Repeat the records below exactly, beginning at the first line and finishing with the line that contains "under the License.".

The records Block Start

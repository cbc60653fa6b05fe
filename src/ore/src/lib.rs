// Copyright Materialize, Inc. and contributors. All rights reserved.
//
// Licensed under the Apache License, Version 2.0 (the "License");
// you may not use this file except in compliance with the License.
// You may obtain a copy of the License in the LICENSE file at the
// root of this repository, or online at
//
//     http://www.apache.org/licenses/LICENSE-2.0
//
// Unless required by applicable law or agreed to in writing, software
// distributed under the License is distributed on an "AS IS" BASIS,
// WITHOUT WARRANTIES OR CONDITIONS OF ANY KIND, either express or implied.
// See the License for the specific language governing permissions and
// limitations under the License.

//! Internal utility libraries for the Citus operator.
//!
//! **ore** (_n_): the raw material from which more valuable materials are extracted.
//! Modules are included in this crate when they are broadly useful but too
//! small to warrant their own crate.

#![deny(missing_docs, missing_debug_implementations)]

pub mod cli;
pub mod display;
pub mod retry;
pub mod task;
pub mod tracing;
pub mod wait;
// Copyright Materialize, Inc. and contributors. All rights reserved.
//
// Use of this software is governed by the Business Source License
// included in the LICENSE file.
//
// As of the Change Date specified in that file, in accordance with
// the Business Source License, use of this software will be governed
// by the Apache License, Version 2.0.

//! Admin credential rotation.
//!
//! The admin identity lives in two places: the pod template of the
//! workload, and the roles inside every node. Rotation first rewrites the
//! pod template and then walks the nodes in ordinal order, logging in with
//! the old identity and installing the new one. Until every node has been
//! visited, the old identity and every identity the rotation has aimed for
//! are kept in a stash secret owned by the cluster, so that a rotation
//! interrupted after the pod template changed is still resumed on the next
//! pass, even if the desired identity has changed again in between.

use std::collections::BTreeMap;

use k8s_openapi::api::apps::v1::StatefulSet;
use k8s_openapi::api::core::v1::Secret;
use kube::ResourceExt;
use maplit::btreemap;
use serde_json::json;
use tracing::{debug, info, instrument, trace};

use citus_cloud_resources::crd::cluster::v1alpha1::CitusCluster;
use citus_cloud_resources::crd::ManagedResource;
use citus_cloud_resources::naming::{
    pod_name, ADMIN_SECRET_PASSWORD_KEY, ADMIN_SECRET_USERNAME_KEY, ENV_ADMIN_PASSWORD,
    ENV_ADMIN_USER, POSTGRES_PORT,
};
use citus_ore::wait;
use citus_postgres_util::node::connect_with_fallback;
use citus_postgres_util::NodeConfig;

use crate::controller::cluster::resources::{database_container, AdminEnv, EnvSource};
use crate::controller::cluster::AdminIdentity;
use crate::controller::Shared;
use crate::k8s::{self, ClusterApi, Created};
use crate::{Error, NodeResultExt};

/// The outcome of comparing the live workload against the desired identity.
#[derive(Debug, Clone, PartialEq, Eq)]
pub struct RotationCheck {
    pub required: bool,
    /// The identity the workload currently carries.
    pub old: AdminIdentity,
}

async fn resolve<A: ClusterApi>(
    api: &A,
    namespace: &str,
    source: Option<EnvSource>,
) -> Result<String, Error> {
    match source {
        Some(EnvSource::Literal(value)) => Ok(value),
        Some(EnvSource::Secret(r)) => k8s::read_secret_key(api, namespace, &r).await,
        None => Ok(String::new()),
    }
}

/// Resolves the identity a set of admin environment sources stands for.
pub async fn resolve_env<A: ClusterApi>(
    api: &A,
    namespace: &str,
    env: &AdminEnv,
) -> Result<AdminIdentity, Error> {
    Ok(AdminIdentity {
        user: resolve(api, namespace, Some(env.user.clone())).await?,
        password: resolve(api, namespace, Some(env.password.clone())).await?,
    })
}

/// Compares `desired` against the identity embedded in the live workload,
/// reading secret references as needed.
pub async fn must_update_admin_user<A: ClusterApi>(
    api: &A,
    workload: &StatefulSet,
    desired: &AdminIdentity,
) -> Result<RotationCheck, Error> {
    let namespace = workload.namespace().unwrap_or_default();
    let env = database_container(workload)
        .and_then(|c| c.env.clone())
        .unwrap_or_default();
    let source = |name: &str| {
        env.iter()
            .find(|v| v.name == name)
            .and_then(EnvSource::from_env_var)
    };
    let old = AdminIdentity {
        user: resolve(api, &namespace, source(ENV_ADMIN_USER)).await?,
        password: resolve(api, &namespace, source(ENV_ADMIN_PASSWORD)).await?,
    };
    Ok(RotationCheck {
        required: &old != desired,
        old,
    })
}

fn stash_name(cluster: &CitusCluster) -> String {
    format!("{}-rotation", cluster.name_unchecked())
}

fn target_keys(n: usize) -> (String, String) {
    (
        format!("target-{n}-{ADMIN_SECRET_USERNAME_KEY}"),
        format!("target-{n}-{ADMIN_SECRET_PASSWORD_KEY}"),
    )
}

/// A rotation that has not yet reached every node.
#[derive(Debug, Clone, PartialEq, Eq)]
pub struct Rotation {
    /// The identity every node carried before the rotation began.
    pub from: AdminIdentity,
    /// Each identity the rotation has moved nodes to, oldest first. The
    /// desired identity can change again before every node has been
    /// visited, so nodes may be left on any of these.
    pub targets: Vec<AdminIdentity>,
}

impl Rotation {
    pub fn start(from: AdminIdentity) -> Self {
        Rotation {
            from,
            targets: vec![],
        }
    }

    fn stash_data(&self) -> BTreeMap<String, String> {
        let mut data = btreemap! {
            ADMIN_SECRET_USERNAME_KEY.to_owned() => self.from.user.clone(),
            ADMIN_SECRET_PASSWORD_KEY.to_owned() => self.from.password.clone(),
        };
        for (n, target) in self.targets.iter().enumerate() {
            let (user, password) = target_keys(n);
            data.insert(user, target.user.clone());
            data.insert(password, target.password.clone());
        }
        data
    }

    fn from_stash(secret: &Secret) -> Result<Self, Error> {
        let name = secret.name_any();
        let value = |key: &str| {
            k8s::secret_value(secret, key).ok_or_else(|| Error::MissingSecretKey {
                name: name.clone(),
                key: key.to_owned(),
            })
        };
        let from = AdminIdentity {
            user: value(ADMIN_SECRET_USERNAME_KEY)?,
            password: value(ADMIN_SECRET_PASSWORD_KEY)?,
        };
        let mut targets = vec![];
        loop {
            let (user, password) = target_keys(targets.len());
            let Some(user) = k8s::secret_value(secret, &user) else {
                break;
            };
            targets.push(AdminIdentity {
                user,
                password: value(&password)?,
            });
        }
        Ok(Rotation { from, targets })
    }

    /// The identities a node may still accept, besides `new`, most recent
    /// target first.
    fn previous<'a>(&'a self, new: &'a AdminIdentity) -> Vec<&'a AdminIdentity> {
        let mut previous = vec![&self.from];
        for target in self.targets.iter().rev() {
            if target != new && !previous.contains(&target) {
                previous.push(target);
            }
        }
        previous
    }
}

pub struct Rotator<A> {
    shared: Shared<A>,
}

impl<A: ClusterApi> Rotator<A> {
    pub fn new(shared: Shared<A>) -> Self {
        Rotator { shared }
    }

    /// The rotation left unfinished by an earlier pass, if any.
    pub async fn in_progress(&self, cluster: &CitusCluster) -> Result<Option<Rotation>, Error> {
        let stash: Option<Secret> = self
            .shared
            .api
            .get(&cluster.namespace_or_default(), &stash_name(cluster))
            .await?;
        stash.as_ref().map(Rotation::from_stash).transpose()
    }

    /// Records `rotation` before any node is touched, so that a later pass
    /// still knows every identity a node may have been left on.
    async fn stash(&self, cluster: &CitusCluster, rotation: &Rotation) -> Result<(), Error> {
        let api = &*self.shared.api;
        let namespace = cluster.namespace_or_default();
        let data = rotation.stash_data();
        let stash = Secret {
            metadata: cluster.managed_resource_meta(stash_name(cluster)),
            string_data: Some(data.clone()),
            ..Default::default()
        };
        if api.create(&namespace, &stash).await? == Created::AlreadyExists {
            api.patch::<Secret>(&namespace, &stash_name(cluster), &json!({ "stringData": data }))
                .await?;
        }
        Ok(())
    }

    /// Moves every node to `new`.
    ///
    /// Nodes are visited in ordinal order. The first failure aborts the
    /// walk and names the node; every statement is idempotent, so the next
    /// attempt starts over from ordinal 0.
    #[instrument(skip_all, fields(cluster = %cluster.name_unchecked()))]
    pub async fn rotate(
        &self,
        cluster: &CitusCluster,
        rotation: &Rotation,
        new: &AdminIdentity,
    ) -> Result<(), Error> {
        let api = &*self.shared.api;
        let namespace = cluster.namespace_or_default();

        let mut rotation = rotation.clone();
        if !rotation.targets.contains(new) {
            rotation.targets.push(new.clone());
        }
        self.stash(cluster, &rotation).await?;

        let workload: StatefulSet = api
            .get(&namespace, &cluster.statefulset_name())
            .await?
            .ok_or_else(|| Error::NotFound {
                what: format!("statefulset {namespace}/{}", cluster.statefulset_name()),
            })?;
        self.patch_admin_env(&workload, &AdminEnv::desired(cluster))
            .await?;
        let replicas = workload
            .spec
            .as_ref()
            .and_then(|s| s.replicas)
            .unwrap_or(1);

        let previous = rotation.previous(new);
        for ordinal in 0..replicas {
            let pod = pod_name(&cluster.name_unchecked(), ordinal);
            let (timings, cancel) = (&self.shared.timings, &self.shared.cancel);
            k8s::wait_for_pod_ready(api, &namespace, &pod, timings.pod_ready, cancel).await?;
            wait::sleep(timings.settle, cancel)
                .await
                .map_err(|e| Error::from_wait(e, "node to settle"))?;
            trace!(ordinal, "rotating admin identity on node");
            let host = cluster.node_address(ordinal);
            let configs: Vec<_> = previous
                .iter()
                .chain([&new])
                .map(|id| NodeConfig::new(host.clone(), POSTGRES_PORT, id.user.clone(), id.password.clone()))
                .collect();
            let mut client = connect_with_fallback(&*self.shared.nodes, &configs[0], &configs[1..])
                .await
                .on_node(ordinal)?;
            let connected_as = client.config().user.clone();
            client
                .ensure_role(&new.user, Some(&new.password), true)
                .await
                .on_node(ordinal)?;
            let mut revoke = vec![&rotation.from.user, &connected_as];
            revoke.dedup();
            for user in revoke.into_iter().filter(|u| **u != new.user) {
                client.revoke_superuser(user).await.on_node(ordinal)?;
            }
        }

        api.delete::<Secret>(&namespace, &stash_name(cluster)).await?;
        self.shared.metrics.credential_rotations.inc();
        info!(nodes = replicas, "admin identity rotated");
        Ok(())
    }

    async fn patch_admin_env(&self, workload: &StatefulSet, env: &AdminEnv) -> Result<(), Error> {
        let namespace = workload.namespace().unwrap_or_default();
        let mut containers = workload
            .spec
            .as_ref()
            .and_then(|s| s.template.spec.as_ref())
            .map(|p| p.containers.clone())
            .unwrap_or_default();
        for container in &mut containers {
            if container.name == super::resources::CONTAINER_NAME {
                env.apply_to(container.env.get_or_insert_with(Vec::new));
            }
        }
        debug!(workload = %workload.name_any(), "patching admin environment");
        // Merge patches replace arrays wholesale, hence the full container list.
        let patch = json!({"spec": {"template": {"spec": {"containers": containers}}}});
        self.shared
            .api
            .patch::<StatefulSet>(&namespace, &workload.name_any(), &patch)
            .await?;
        Ok(())
    }
}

The records Block End

**Solution**
repository cbc60653fa6b05fe
filename src/ore/src/lib.rs
// Copyright Materialize, Inc. and contributors. All rights reserved.
//
// Licensed under the Apache License, Version 2.0 (the "License");
// you may not use this file except in compliance with the License.
// You may obtain a copy of the License in the LICENSE file at the
// root of this repository, or online at
//
//     http://www.apache.org/licenses/LICENSE-2.0
//
// Unless required by applicable law or agreed to in writing, software
// distributed under the License is distributed on an "AS IS" BASIS,
// WITHOUT WARRANTIES OR CONDITIONS OF ANY KIND, either express or implied.
// See the License for the specific language governing permissions and
// limitations under the License.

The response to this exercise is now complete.